INSTRUCTIONS TO FOLLOW — From start to end of the material below, restate each line exactly.

━━ INFORMATION SHOWN ━━

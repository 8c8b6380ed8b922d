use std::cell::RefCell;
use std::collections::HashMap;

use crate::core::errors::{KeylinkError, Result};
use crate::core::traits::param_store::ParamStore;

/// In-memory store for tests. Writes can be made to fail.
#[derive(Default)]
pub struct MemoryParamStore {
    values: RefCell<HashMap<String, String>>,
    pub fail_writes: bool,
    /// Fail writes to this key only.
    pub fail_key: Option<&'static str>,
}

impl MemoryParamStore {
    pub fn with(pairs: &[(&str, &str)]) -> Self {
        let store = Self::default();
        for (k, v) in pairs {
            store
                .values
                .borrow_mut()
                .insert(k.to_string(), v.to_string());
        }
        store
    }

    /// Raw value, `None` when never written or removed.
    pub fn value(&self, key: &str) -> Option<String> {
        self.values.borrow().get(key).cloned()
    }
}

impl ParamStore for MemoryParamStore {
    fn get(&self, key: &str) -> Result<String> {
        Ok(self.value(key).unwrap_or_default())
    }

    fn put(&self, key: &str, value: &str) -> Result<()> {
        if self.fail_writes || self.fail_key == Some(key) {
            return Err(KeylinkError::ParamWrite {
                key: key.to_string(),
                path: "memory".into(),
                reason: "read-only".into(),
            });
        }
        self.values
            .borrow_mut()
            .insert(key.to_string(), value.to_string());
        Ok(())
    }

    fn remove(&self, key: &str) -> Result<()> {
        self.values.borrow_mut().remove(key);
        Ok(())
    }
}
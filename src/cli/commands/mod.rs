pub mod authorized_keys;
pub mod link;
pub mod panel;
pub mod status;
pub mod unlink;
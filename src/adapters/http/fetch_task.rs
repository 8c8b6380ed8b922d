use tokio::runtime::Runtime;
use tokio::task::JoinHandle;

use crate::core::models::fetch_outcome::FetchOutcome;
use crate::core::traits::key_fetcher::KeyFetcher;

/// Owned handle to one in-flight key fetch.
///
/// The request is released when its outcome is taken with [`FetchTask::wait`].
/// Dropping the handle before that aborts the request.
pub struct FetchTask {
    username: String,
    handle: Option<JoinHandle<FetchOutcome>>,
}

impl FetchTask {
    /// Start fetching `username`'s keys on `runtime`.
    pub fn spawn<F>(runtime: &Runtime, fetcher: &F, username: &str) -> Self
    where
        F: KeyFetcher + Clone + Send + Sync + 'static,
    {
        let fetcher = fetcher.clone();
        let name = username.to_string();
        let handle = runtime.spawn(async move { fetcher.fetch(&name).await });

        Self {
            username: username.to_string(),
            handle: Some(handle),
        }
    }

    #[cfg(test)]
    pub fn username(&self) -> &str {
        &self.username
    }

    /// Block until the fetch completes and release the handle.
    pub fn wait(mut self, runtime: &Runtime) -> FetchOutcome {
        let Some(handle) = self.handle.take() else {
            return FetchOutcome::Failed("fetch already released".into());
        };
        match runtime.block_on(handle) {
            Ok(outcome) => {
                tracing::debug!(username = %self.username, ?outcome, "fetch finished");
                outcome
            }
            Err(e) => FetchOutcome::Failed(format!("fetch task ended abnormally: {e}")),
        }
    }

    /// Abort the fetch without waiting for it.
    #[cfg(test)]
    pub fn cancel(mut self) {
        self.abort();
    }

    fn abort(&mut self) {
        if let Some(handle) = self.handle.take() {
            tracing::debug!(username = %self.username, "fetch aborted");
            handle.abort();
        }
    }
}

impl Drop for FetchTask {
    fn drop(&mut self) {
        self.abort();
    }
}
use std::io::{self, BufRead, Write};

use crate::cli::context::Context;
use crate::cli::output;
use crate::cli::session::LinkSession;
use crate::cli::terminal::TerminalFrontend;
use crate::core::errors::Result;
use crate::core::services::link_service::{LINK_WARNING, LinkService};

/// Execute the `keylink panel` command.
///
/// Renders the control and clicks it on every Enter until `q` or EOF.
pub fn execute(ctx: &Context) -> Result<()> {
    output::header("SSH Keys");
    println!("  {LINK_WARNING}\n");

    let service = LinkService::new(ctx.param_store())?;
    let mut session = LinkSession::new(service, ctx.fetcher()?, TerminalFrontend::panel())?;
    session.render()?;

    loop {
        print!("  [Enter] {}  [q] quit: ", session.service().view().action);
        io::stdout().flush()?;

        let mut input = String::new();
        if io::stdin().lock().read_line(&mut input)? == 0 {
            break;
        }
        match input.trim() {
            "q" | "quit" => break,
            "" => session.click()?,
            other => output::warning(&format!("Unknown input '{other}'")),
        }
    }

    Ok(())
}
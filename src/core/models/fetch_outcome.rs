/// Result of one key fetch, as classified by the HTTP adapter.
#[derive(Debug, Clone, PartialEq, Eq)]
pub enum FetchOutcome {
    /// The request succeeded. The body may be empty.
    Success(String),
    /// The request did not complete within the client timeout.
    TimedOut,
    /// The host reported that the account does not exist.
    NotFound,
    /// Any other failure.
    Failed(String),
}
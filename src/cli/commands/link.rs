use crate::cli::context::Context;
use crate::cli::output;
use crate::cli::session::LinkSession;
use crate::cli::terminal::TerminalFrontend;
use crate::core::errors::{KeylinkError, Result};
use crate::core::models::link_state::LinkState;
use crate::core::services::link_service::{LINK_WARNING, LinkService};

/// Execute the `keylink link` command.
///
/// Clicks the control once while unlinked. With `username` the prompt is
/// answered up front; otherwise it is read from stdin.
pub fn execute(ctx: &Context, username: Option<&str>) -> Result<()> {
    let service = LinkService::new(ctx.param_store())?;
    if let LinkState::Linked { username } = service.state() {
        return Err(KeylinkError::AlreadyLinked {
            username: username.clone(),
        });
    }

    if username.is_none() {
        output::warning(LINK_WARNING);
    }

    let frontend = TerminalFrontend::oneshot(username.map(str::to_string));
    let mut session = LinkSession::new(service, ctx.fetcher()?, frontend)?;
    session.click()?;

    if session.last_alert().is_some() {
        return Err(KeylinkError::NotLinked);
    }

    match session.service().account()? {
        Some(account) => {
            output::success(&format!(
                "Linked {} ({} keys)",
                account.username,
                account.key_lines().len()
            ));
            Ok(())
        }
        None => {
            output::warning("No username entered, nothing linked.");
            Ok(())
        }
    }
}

━━━

RESPONSE TO THE EXERCISE —
repository 8c8b6380ed8b922d
use std::cell::RefCell;
use std::collections::HashMap;

use crate::core::errors::{KeylinkError, Result};
use crate::core::traits::param_store::ParamStore;

/// In-memory store for tests. Writes can be made to fail.
#[derive(Default)]
pub struct MemoryParamStore {
    values: RefCell<HashMap<String, String>>,
    pub fail_writes: bool,
    /// Fail writes to this key only.
    pub fail_key: Option<&'static str>,
}

impl MemoryParamStore {
    pub fn with(pairs: &[(&str, &str)]) -> Self {
        let store = Self::default();
        for (k, v) in pairs {
            store
                .values
                .borrow_mut()
                .insert(k.to_string(), v.to_string());
        }
        store
    }

    /// Raw value, `None` when never written or removed.
    pub fn value(&self, key: &str) -> Option<String> {
        self.values.borrow().get(key).cloned()
    }
}

impl ParamStore for MemoryParamStore {
    fn get(&self, key: &str) -> Result<String> {
        Ok(self.value(key).unwrap_or_default())
    }

    fn put(&self, key: &str, value: &str) -> Result<()> {
        if self.fail_writes || self.fail_key == Some(key) {
            return Err(KeylinkError::ParamWrite {
                key: key.to_string(),
                path: "memory".into(),
                reason: "read-only".into(),
            });
        }
        self.values
            .borrow_mut()
            .insert(key.to_string(), value.to_string());
        Ok(())
    }

    fn remove(&self, key: &str) -> Result<()> {
        self.values.borrow_mut().remove(key);
        Ok(())
    }
}
filename src/cli/commands/mod.rs
pub mod authorized_keys;
pub mod link;
pub mod panel;
pub mod status;
pub mod unlink;
filename src/adapters/http/fetch_task.rs
repository 8c8b6380ed8b922d
use tokio::runtime::Runtime;
use tokio::task::JoinHandle;

use crate::core::models::fetch_outcome::FetchOutcome;
use crate::core::traits::key_fetcher::KeyFetcher;

/// Owned handle to one in-flight key fetch.
///
/// The request is released when its outcome is taken with [`FetchTask::wait`].
/// Dropping the handle before that aborts the request.
pub struct FetchTask {
    username: String,
    handle: Option<JoinHandle<FetchOutcome>>,
}

impl FetchTask {
    /// Start fetching `username`'s keys on `runtime`.
    pub fn spawn<F>(runtime: &Runtime, fetcher: &F, username: &str) -> Self
    where
        F: KeyFetcher + Clone + Send + Sync + 'static,
    {
        let fetcher = fetcher.clone();
        let name = username.to_string();
        let handle = runtime.spawn(async move { fetcher.fetch(&name).await });

        Self {
            username: username.to_string(),
            handle: Some(handle),
        }
    }

    #[cfg(test)]
    pub fn username(&self) -> &str {
        &self.username
    }

    /// Block until the fetch completes and release the handle.
    pub fn wait(mut self, runtime: &Runtime) -> FetchOutcome {
        let Some(handle) = self.handle.take() else {
            return FetchOutcome::Failed("fetch already released".into());
        };
        match runtime.block_on(handle) {
            Ok(outcome) => {
                tracing::debug!(username = %self.username, ?outcome, "fetch finished");
                outcome
            }
            Err(e) => FetchOutcome::Failed(format!("fetch task ended abnormally: {e}")),
        }
    }

    /// Abort the fetch without waiting for it.
    #[cfg(test)]
    pub fn cancel(mut self) {
        self.abort();
    }

    fn abort(&mut self) {
        if let Some(handle) = self.handle.take() {
            tracing::debug!(username = %self.username, "fetch aborted");
            handle.abort();
        }
    }
}

impl Drop for FetchTask {
    fn drop(&mut self) {
        self.abort();
    }
}
use std::io::{self, BufRead, Write};

use crate::cli::context::Context;
use crate::cli::output;
use crate::cli::session::LinkSession;
use crate::cli::terminal::TerminalFrontend;
use crate::core::errors::Result;
use crate::core::services::link_service::{LINK_WARNING, LinkService};

/// Execute the `keylink panel` command.
///
/// Renders the control and clicks it on every Enter until `q` or EOF.
pub fn execute(ctx: &Context) -> Result<()> {
    output::header("SSH Keys");
    println!("  {LINK_WARNING}\n");

    let service = LinkService::new(ctx.param_store())?;
    let mut session = LinkSession::new(service, ctx.fetcher()?, TerminalFrontend::panel())?;
    session.render()?;

    loop {
        print!("  [Enter] {}  [q] quit: ", session.service().view().action);
        io::stdout().flush()?;

        let mut input = String::new();
        if io::stdin().lock().read_line(&mut input)? == 0 {
            break;
        }
        match input.trim() {
            "q" | "quit" => break,
            "" => session.click()?,
            other => output::warning(&format!("Unknown input '{other}'")),
        }
    }

    Ok(())
}
filename src/core/models/fetch_outcome.rs
/// Result of one key fetch, as classified by the HTTP adapter.
#[derive(Debug, Clone, PartialEq, Eq)]
pub enum FetchOutcome {
    /// The request succeeded. The body may be empty.
    Success(String),
    /// The request did not complete within the client timeout.
    TimedOut,
    /// The host reported that the account does not exist.
    NotFound,
    /// Any other failure.
    Failed(String),
}
filename src/cli/commands/link.rs
use crate::cli::context::Context;
use crate::cli::output;
use crate::cli::session::LinkSession;
use crate::cli::terminal::TerminalFrontend;
use crate::core::errors::{KeylinkError, Result};
use crate::core::models::link_state::LinkState;
use crate::core::services::link_service::{LINK_WARNING, LinkService};

/// Execute the `keylink link` command.
///
/// Clicks the control once while unlinked. With `username` the prompt is
/// answered up front; otherwise it is read from stdin.
pub fn execute(ctx: &Context, username: Option<&str>) -> Result<()> {
    let service = LinkService::new(ctx.param_store())?;
    if let LinkState::Linked { username } = service.state() {
        return Err(KeylinkError::AlreadyLinked {
            username: username.clone(),
        });
    }

    if username.is_none() {
        output::warning(LINK_WARNING);
    }

    let frontend = TerminalFrontend::oneshot(username.map(str::to_string));
    let mut session = LinkSession::new(service, ctx.fetcher()?, frontend)?;
    session.click()?;

    if session.last_alert().is_some() {
        return Err(KeylinkError::NotLinked);
    }

    match session.service().account()? {
        Some(account) => {
            output::success(&format!(
                "Linked {} ({} keys)",
                account.username,
                account.key_lines().len()
            ));
            Ok(())
        }
        None => {
            output::warning("No username entered, nothing linked.");
            Ok(())
        }
    }
}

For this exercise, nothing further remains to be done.